The interns, who will be trained by experts in the field of sustainability, water flow and water quality, will learn water-quality monitoring techniques and then embark on a program to record data that will inform Sarasota Audubon on the effects of improvements made to the water features on lands adjacent to Celery Field known as the Quads.
In 2019, the Sarasota County Commission granted a perpetual conservation easement on the three of four parcels at the intersection of Apex Road and Palmer Boulevard, tasking Sarasota Audubon and Conservation Foundation of the Gulf Coast, to manage the 33-acre habitat and public its access. Both organizations are working together on the design of the parcels and held an open house in February to outline potential designs.
Envisioned improvements include extensive plantings, meadows, woodlands, trails, high and low points of terrain along a stream, shaded picnic areas, ADA-compliant walkways, a bird blind/observation platform, facilities, a discovery area for kids and more.
The northwest Quad will remain as is: There’s a newly built county fire station there now.
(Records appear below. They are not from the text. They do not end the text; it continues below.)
/*!
 * Simulated Hardware
 *
 * In-memory register bank and static topology used by tests and by
 * hardware-free deployments, the same way the in-memory VFS backs the file
 * layer. The register bank keeps one atomic word per (socket, cos) pair so
 * concurrent scheduler-path accesses stay lock-free.
 */

use super::traits::{CosPort, TopologyMap};
use crate::core::limits::{COS_ID_SPACE, MAX_SOCKETS};
use crate::core::types::{CpuId, GroupId, SocketId, WayMask};
use std::sync::atomic::{AtomicU64, Ordering};

/// In-memory COS register bank
pub struct SimCosBank {
    regs: Vec<Vec<AtomicU64>>,
}

impl SimCosBank {
    /// Bank covering every representable socket, all registers zeroed
    pub fn new() -> Self {
        let regs = (0..MAX_SOCKETS)
            .map(|_| (0..COS_ID_SPACE).map(|_| AtomicU64::new(0)).collect())
            .collect();
        Self { regs }
    }
}

impl Default for SimCosBank {
    fn default() -> Self {
        Self::new()
    }
}

impl CosPort for SimCosBank {
    fn read(&self, socket: SocketId, cos: GroupId) -> WayMask {
        self.regs[socket as usize][cos as usize].load(Ordering::Acquire)
    }

    fn write(&self, socket: SocketId, cos: GroupId, mask: WayMask) {
        self.regs[socket as usize][cos as usize].store(mask, Ordering::Release);
    }
}

/// Fixed CPU-to-socket mapping
pub struct StaticTopology {
    cpu_to_socket: Vec<Option<SocketId>>,
}

impl StaticTopology {
    /// Build from explicit `(cpu, socket)` pairs; unlisted CPUs are offline
    pub fn from_pairs(pairs: &[(CpuId, SocketId)]) -> Self {
        let max_cpu = pairs.iter().map(|&(c, _)| c).max().unwrap_or(0);
        let mut cpu_to_socket = vec![None; max_cpu as usize + 1];
        for &(cpu, socket) in pairs {
            cpu_to_socket[cpu as usize] = Some(socket);
        }
        Self { cpu_to_socket }
    }

    /// `sockets` packages with `cpus_per_socket` consecutively numbered CPUs each
    pub fn uniform(sockets: u32, cpus_per_socket: u32) -> Self {
        let cpu_to_socket = (0..sockets * cpus_per_socket)
            .map(|cpu| Some(cpu / cpus_per_socket))
            .collect();
        Self { cpu_to_socket }
    }
}

impl TopologyMap for StaticTopology {
    fn socket_of(&self, cpu: CpuId) -> Option<SocketId> {
        self.cpu_to_socket.get(cpu as usize).copied().flatten()
    }
}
The other three are the focus of conservation.
“Working with partners like Sarasota Audubon to improve our environment and include area students in the process is a win-win for our region,” said Jon Thaxton, the senior vice president of community leadership for Gulf Coast Community Foundation. “We are grateful for organizations like Sarasota Audubon Society who conserve and restore our natural ecosystem, creating thriving opportunities for all.”
Water features in the Quad parcels will undergo regular water quality testing — a benefit to wildlife that feeds and shelters at pond edges. Best practices of stormwater pond management will be used to ensure maximum filtration of pollutants from run off as water enters the ponds.
Sarasota Audubon and Conservation Foundation of the Gulf Coast, who are partnering to re-wild the Quad parcels, are working together with engineers on the concept design.
“Our goals are to improve the water quality by following the Healthy Ponds Collaborative guidelines, to establish an internship program to monitor our changes, and to educate the public about the benefits and vital importance of healthy ponds for our birds, wildlife and the community,” said Jeanne Dubi, president of Sarasota Audubon. “The grant will enable us to monitor changes and share data with the public to show how healthy stormwater retention ponds improve water quality.”
Interns will also assist with carbon sequestration monitoring, public park management including the recruitment and managing of volunteers, coordinating with environmental agencies, working with Sarasota County and the academic community, and developing and managing education programs for the public.
During the time of the February open house, Christine Johnson of the Conservation Foundation said the project would take 12-14 months to build if fundraising is successful enough to avoid phased-in construction.
Willis Smith Construction, Kimley-Horn Planning and Design, and Progressive Water Resources are also part of the effort. Under optimum fundraising and permitting circumstances, work could begin in early 2023. Once finished, the Quads park would seamlessly link with facilities at Celery Fields, though the habitats, and the wildlife they attract, would be entirely different.